Data to process Block Start

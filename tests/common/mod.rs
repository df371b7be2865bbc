pub mod eta_mock;
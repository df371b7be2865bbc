//! Client implementations for ETA controller communication

pub mod http_client;

pub use http_client::EtaHttpClient;

use crate::error::Result;
use async_trait::async_trait;

/// Trait for ETA controller client implementations
#[async_trait]
pub trait EtaClient: Send + Sync {
    /// Fetch the raw XML body behind an API path
    async fn fetch(&self, path: &str) -> Result<String>;

    /// Push a value to an API path. Unlike the read path, failures here
    /// propagate to the caller.
    async fn write(&self, path: &str, value: &str) -> Result<()>;

    /// Query the REST API version advertised by the controller
    async fn api_version(&self) -> Result<String>;
}
//! Tests for the error taxonomy and failure behavior at the poll and
//! write boundaries

mod common;

use common::eta_mock::{value_document, MockEtaServer};
use eta_bridge::client::{EtaClient, EtaHttpClient};
use eta_bridge::services::poller::poll_sensor;
use eta_bridge::{
    EtaBridge, EtaConfig, EtaConnection, EtaError, EtaSensor, SensorConfig, StateValue, ValueKind,
    ValueResolver,
};
use pretty_assertions::assert_eq;
use std::sync::Arc;
use wiremock::matchers::{method, path};
use wiremock::{Mock, ResponseTemplate};

fn sensor_config(uri: &str) -> SensorConfig {
    SensorConfig {
        uri: uri.to_string(),
        name: "Test Sensor".to_string(),
        unit: None,
        factor: 10.0,
        decimals: 1,
        kind: ValueKind::Numeric,
        device_class: None,
        state_class: None,
    }
}

/// Connection parameters for a port nothing listens on
fn refused_connection() -> EtaConnection {
    let listener = std::net::TcpListener::bind("127.0.0.1:0").unwrap();
    let port = listener.local_addr().unwrap().port();
    drop(listener);
    EtaConnection {
        host: "127.0.0.1".to_string(),
        port,
        username: None,
        password: None,
    }
}

#[tokio::test]
async fn connection_refused_is_a_tagged_connection_error() {
    let client = EtaHttpClient::new(&refused_connection()).unwrap();

    let result = client.fetch("/user/var/1").await;
    assert!(matches!(result, Err(EtaError::Connection(_))));
}

#[tokio::test]
async fn http_500_is_a_tagged_status_error() {
    let mock = MockEtaServer::start().await;
    mock.mock_get_error("/user/var/1", 500).await;

    let client = EtaHttpClient::new(&mock.connection()).unwrap();
    let result = client.fetch("/user/var/1").await;

    match result {
        Err(EtaError::HttpStatus { status, .. }) => assert_eq!(status, 500),
        other => panic!("expected HttpStatus error, got {other:?}"),
    }
}

#[tokio::test]
async fn truncated_xml_is_a_tagged_parse_error() {
    let mock = MockEtaServer::start().await;
    let uri = "/user/var/1";
    mock.mock_value(uri, r#"<eta><value strValue="63">6"#.to_string())
        .await;

    let client = EtaHttpClient::new(&mock.connection()).unwrap();
    let resolver = ValueResolver::new(Arc::new(client));
    let result = resolver.resolve(&sensor_config(uri)).await;

    assert!(matches!(result, Err(EtaError::Parse(_))));
}

#[tokio::test]
async fn failed_fetch_keeps_the_previous_reading() {
    let mock = MockEtaServer::start().await;
    let uri = "/user/var/40/10021/0/11109/0";

    // First poll succeeds, every later one hits a server error.
    Mock::given(method("GET"))
        .and(path(uri))
        .respond_with(
            ResponseTemplate::new(200)
                .set_body_raw(value_document(uri, "637", "63,7", "°C"), "text/xml"),
        )
        .up_to_n_times(1)
        .mount(&mock.server)
        .await;
    mock.mock_get_error(uri, 500).await;

    let client = EtaHttpClient::new(&mock.connection()).unwrap();
    let resolver = ValueResolver::new(Arc::new(client));
    let sensor = EtaSensor::new(sensor_config(uri));

    poll_sensor(&resolver, &sensor).await;
    let first = sensor.reading().await;
    assert_eq!(first.state, Some(StateValue::Number(63.7)));

    poll_sensor(&resolver, &sensor).await;
    let second = sensor.reading().await;
    assert_eq!(second.state, first.state);
    assert_eq!(second.updated_at, first.updated_at);
}

#[tokio::test]
async fn sensor_that_never_succeeded_stays_absent() {
    let client = EtaHttpClient::new(&refused_connection()).unwrap();
    let resolver = ValueResolver::new(Arc::new(client));
    let sensor = EtaSensor::new(sensor_config("/user/var/1"));

    poll_sensor(&resolver, &sensor).await;

    assert!(sensor.reading().await.is_absent());
}

#[tokio::test]
async fn write_failure_propagates_and_is_not_retried() {
    let mock = MockEtaServer::start().await;
    let uri = "/user/var/120/10101/0/0/12080";

    // The expectation is verified on drop: exactly one POST, no retries.
    Mock::given(method("POST"))
        .and(path(uri))
        .respond_with(ResponseTemplate::new(500))
        .expect(1)
        .mount(&mock.server)
        .await;

    let bridge = EtaBridge::new(EtaConfig {
        connection: mock.connection(),
        name: "Test Boiler".to_string(),
        poll_interval: std::time::Duration::from_secs(30),
        sensors: Vec::new(),
    })
    .unwrap();

    let result = bridge.set_value(uri, "90").await;
    assert!(matches!(result, Err(EtaError::HttpStatus { status: 500, .. })));
}

#[tokio::test]
async fn set_value_rejects_bad_arguments_before_any_request() {
    let mock = MockEtaServer::start().await;
    let bridge = EtaBridge::new(EtaConfig {
        connection: mock.connection(),
        name: "Test Boiler".to_string(),
        poll_interval: std::time::Duration::from_secs(30),
        sensors: Vec::new(),
    })
    .unwrap();

    let result = bridge.set_value("not-a-path", "90").await;
    assert!(matches!(result, Err(EtaError::InvalidInput(_))));

    let result = bridge.set_value("/user/var/1", "").await;
    assert!(matches!(result, Err(EtaError::InvalidInput(_))));

    // Nothing reached the controller.
    assert!(mock.server.received_requests().await.unwrap().is_empty());
}
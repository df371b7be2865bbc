//! Value resolution pipeline
//!
//! Single source of truth for sensor readings: fetch the raw XML behind
//! a descriptor, extract the value node, apply the conversion policy and
//! stamp the result. Every failure on this path is a tagged error the
//! poll boundary can absorb.

use crate::client::EtaClient;
use crate::config::{SensorConfig, ValueKind};
use crate::error::{EtaError, Result};
use crate::services::convert;
use crate::services::xml::{self, RawValue};
use chrono::{DateTime, Utc};
use serde::{Deserialize, Serialize};
use std::collections::HashMap;
use std::fmt;
use std::sync::Arc;

/// Resolved sensor state
#[derive(Debug, Clone, PartialEq, Serialize, Deserialize)]
#[serde(untagged)]
pub enum StateValue {
    /// Truncated integer reading (`decimals == 0`)
    Integer(i64),
    /// Rounded numeric reading (`decimals > 0`)
    Number(f64),
    /// Textual status, or the fallback for unparseable numeric payloads
    Text(String),
}

impl fmt::Display for StateValue {
    fn fmt(&self, f: &mut fmt::Formatter<'_>) -> fmt::Result {
        match self {
            StateValue::Integer(value) => write!(f, "{value}"),
            StateValue::Number(value) => write!(f, "{value}"),
            StateValue::Text(value) => write!(f, "{value}"),
        }
    }
}

/// Transient per-sensor reading, replaced wholesale on each poll tick
#[derive(Debug, Clone, Default, Serialize, Deserialize)]
pub struct Reading {
    /// Resolved state; `None` means no poll has ever succeeded
    pub state: Option<StateValue>,

    /// Attributes of the value node, minus internal keys
    pub attributes: HashMap<String, String>,

    /// Timestamp of the last successful fetch
    pub updated_at: Option<DateTime<Utc>>,
}

impl Reading {
    /// Reading of a sensor that has never been fetched
    pub fn absent() -> Self {
        Self::default()
    }

    /// Whether any poll has produced a state yet
    pub fn is_absent(&self) -> bool {
        self.state.is_none()
    }
}

/// Resolves descriptors into readings through a shared client
#[derive(Clone)]
pub struct ValueResolver {
    client: Arc<dyn EtaClient>,
}

impl ValueResolver {
    /// Create a new resolver
    pub fn new(client: Arc<dyn EtaClient>) -> Self {
        Self { client }
    }

    /// Run the full pipeline for one descriptor
    pub async fn resolve(&self, sensor: &SensorConfig) -> Result<Reading> {
        let body = self.client.fetch(&sensor.uri).await?;
        let doc = xml::parse_document(&body)?;

        let raw = xml::extract(&doc, sensor.kind).ok_or_else(|| {
            EtaError::extraction(format!("no value element in response for {}", sensor.uri))
        })?;

        let state = match raw.value {
            RawValue::Number(number) => convert::convert(number, sensor)?,
            RawValue::Text(text) => StateValue::Text(text),
        };

        Ok(Reading {
            state: Some(state),
            attributes: raw.attributes,
            updated_at: Some(Utc::now()),
        })
    }
}
//! Per-sensor poll scheduling
//!
//! One task per sensor on a fixed interval, so an unreachable controller
//! path stalls only its own sensor. Read-path failures are logged and the
//! previous reading stays in place; a sensor that has never succeeded
//! simply remains absent.

use crate::entity::EtaSensor;
use crate::services::value_resolution::ValueResolver;
use std::sync::Arc;
use std::time::Duration;
use tokio::task::JoinHandle;
use tokio::time::{self, Instant, MissedTickBehavior};
use tracing::{debug, error, info, warn};

/// Per-sensor minimum-interval guard.
///
/// Fetches requested inside the window are skipped and the previous
/// reading served instead.
#[derive(Debug)]
pub struct Throttle {
    min_interval: Duration,
    last_effective: Option<Instant>,
}

impl Throttle {
    /// Create a guard with the given minimum interval
    pub fn new(min_interval: Duration) -> Self {
        Self {
            min_interval,
            last_effective: None,
        }
    }

    /// Whether a fetch at `now` is outside the minimum window. Records
    /// `now` as the last effective fetch when it is.
    pub fn acquire(&mut self, now: Instant) -> bool {
        if let Some(last) = self.last_effective {
            if now.duration_since(last) < self.min_interval {
                return false;
            }
        }
        self.last_effective = Some(now);
        true
    }
}

/// Run one poll cycle for a sensor. Failures never propagate: the
/// previous reading is retained and the error logged.
pub async fn poll_sensor(resolver: &ValueResolver, sensor: &EtaSensor) {
    let name = sensor.descriptor().name.clone();

    match resolver.resolve(sensor.descriptor()).await {
        Ok(reading) => {
            let previous = sensor.reading().await;
            if previous.state != reading.state {
                info!(sensor = %name, state = ?reading.state, "state changed");
            } else {
                debug!(sensor = %name, state = ?reading.state, "state unchanged");
            }
            sensor.store(reading).await;
        }
        Err(e) if e.is_read_path() => {
            warn!(sensor = %name, "update failed, keeping last reading: {e}");
        }
        Err(e) => {
            error!(sensor = %name, "unexpected error during update: {e}");
        }
    }
}

/// Spawns and owns the per-sensor polling tasks
pub struct PollScheduler {
    resolver: Arc<ValueResolver>,
    period: Duration,
    handles: Vec<JoinHandle<()>>,
}

impl PollScheduler {
    /// Create a scheduler polling each sensor at `period`
    pub fn new(resolver: Arc<ValueResolver>, period: Duration) -> Self {
        Self {
            resolver,
            period,
            handles: Vec::new(),
        }
    }

    /// Spawn the polling task for one sensor. The first tick fires
    /// immediately, so sensors come up with a reading right after start.
    pub fn spawn(&mut self, sensor: Arc<EtaSensor>) {
        let resolver = Arc::clone(&self.resolver);
        let period = self.period;

        self.handles.push(tokio::spawn(async move {
            let mut ticker = time::interval(period);
            ticker.set_missed_tick_behavior(MissedTickBehavior::Delay);
            let mut throttle = Throttle::new(period);

            loop {
                let tick_at = ticker.tick().await;
                if !throttle.acquire(tick_at) {
                    debug!(
                        sensor = %sensor.descriptor().name,
                        "within minimum update interval, serving previous reading"
                    );
                    continue;
                }
                poll_sensor(&resolver, &sensor).await;
            }
        }));
    }

    /// Number of running polling tasks
    pub fn active_tasks(&self) -> usize {
        self.handles.len()
    }

    /// Abort all polling tasks
    pub fn shutdown(&mut self) {
        for handle in self.handles.drain(..) {
            handle.abort();
        }
    }
}
use std::collections::HashSet;

use indexmap::IndexMap;
use sift_archive::{disambiguate, fold_case};

use crate::record::{FileKey, FileRecord, Namespace};

/// Ordered map of every file in a workspace, keyed by namespace and path.
///
/// Insertion order is preserved across renames. When the index is
/// case-insensitive, two paths in the same namespace that differ only by case
/// count as the same key for collision purposes.
#[derive(Clone, Debug, Default)]
pub struct FileIndex {
    records: IndexMap<FileKey, FileRecord>,
    folded: HashSet<FileKey>,
    case_insensitive: bool,
    dirty: bool,
}

impl FileIndex {
    pub fn new(case_insensitive: bool) -> Self {
        Self {
            case_insensitive,
            ..Self::default()
        }
    }

    pub fn from_records(
        records: impl IntoIterator<Item = FileRecord>,
        case_insensitive: bool,
    ) -> Self {
        let mut index = Self::new(case_insensitive);
        for record in records {
            let key = index.free_key(record.key());
            let mut record = record;
            record.path = key.path;
            index.insert(record);
        }
        index.dirty = false;
        index
    }

    pub fn len(&self) -> usize {
        self.records.len()
    }

    pub fn is_empty(&self) -> bool {
        self.records.is_empty()
    }

    pub fn get(&self, key: &FileKey) -> Option<&FileRecord> {
        self.records.get(key)
    }

    pub(crate) fn get_mut(&mut self, key: &FileKey) -> Option<&mut FileRecord> {
        self.records.get_mut(key)
    }

    pub fn contains(&self, key: &FileKey) -> bool {
        self.records.contains_key(key)
    }

    /// Whether `key` collides with an existing record.
    pub fn is_taken(&self, key: &FileKey) -> bool {
        self.folded.contains(&self.fold(key))
    }

    /// `key` itself if free, otherwise the first free `_N` variant of it.
    pub fn free_key(&self, key: FileKey) -> FileKey {
        let namespace = key.namespace;
        let path = disambiguate(&key.path, |candidate| {
            self.is_taken(&FileKey::new(namespace, candidate))
        });
        FileKey::new(namespace, path)
    }

    /// Adds a record whose key must be free. Returns `false` and leaves the
    /// index untouched when it is not.
    pub(crate) fn insert(&mut self, mut record: FileRecord) -> bool {
        let key = record.key();
        if self.is_taken(&key) {
            return false;
        }
        record.sync_flags();
        let folded = self.fold(&key);
        self.folded.insert(folded);
        self.records.insert(key, record);
        self.dirty = true;
        true
    }

    /// Moves the record at `from` to `to`, keeping its position.
    pub(crate) fn rekey(&mut self, from: &FileKey, to: FileKey) -> Option<&mut FileRecord> {
        let (position, _, mut record) = self.records.shift_remove_full(from)?;
        let old = self.fold(from);
        self.folded.remove(&old);

        record.path = to.path.clone();
        record.namespace = to.namespace;
        record.sync_flags();

        let new = self.fold(&to);
        self.folded.insert(new);
        self.records.shift_insert(position, to.clone(), record);
        self.dirty = true;
        self.records.get_mut(&to)
    }

    pub(crate) fn clear(&mut self) {
        self.records.clear();
        self.folded.clear();
        self.dirty = true;
    }

    /// Finds the active record for a qualified path (`anc/` for ancillary).
    pub fn resolve(&self, qualified: &str) -> Option<FileKey> {
        if let Some(rest) = qualified.strip_prefix(Namespace::Ancillary.prefix()) {
            let key = FileKey::new(Namespace::Ancillary, rest);
            if self.contains(&key) {
                return Some(key);
            }
        }
        let key = FileKey::source(qualified);
        self.contains(&key).then_some(key)
    }

    pub fn iter(&self) -> impl Iterator<Item = &FileRecord> {
        self.records.values()
    }

    /// Source and ancillary files, in index order.
    pub fn active(&self) -> impl Iterator<Item = &FileRecord> {
        self.iter().filter(|r| r.is_active())
    }

    pub fn in_namespace(&self, namespace: Namespace) -> impl Iterator<Item = &FileRecord> {
        self.iter().filter(move |r| r.namespace == namespace)
    }

    /// Active files that still need checking, in index order.
    pub fn unchecked(&self) -> Vec<FileKey> {
        self.active()
            .filter(|r| !r.flags.is_checked)
            .map(FileRecord::key)
            .collect()
    }

    pub fn is_dirty(&self) -> bool {
        self.dirty
    }

    pub(crate) fn mark_dirty(&mut self) {
        self.dirty = true;
    }

    pub(crate) fn clear_dirty(&mut self) {
        self.dirty = false;
    }

    fn fold(&self, key: &FileKey) -> FileKey {
        FileKey::new(key.namespace, fold_case(&key.path, self.case_insensitive))
    }
}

Data to process Block End

__Aim of the task__. Lines containing the word "readings": copy every one of them from the records above.

__Task response__.
//! Single source of truth for sensor readings: fetch the raw XML behind
/// Resolves descriptors into readings through a shared client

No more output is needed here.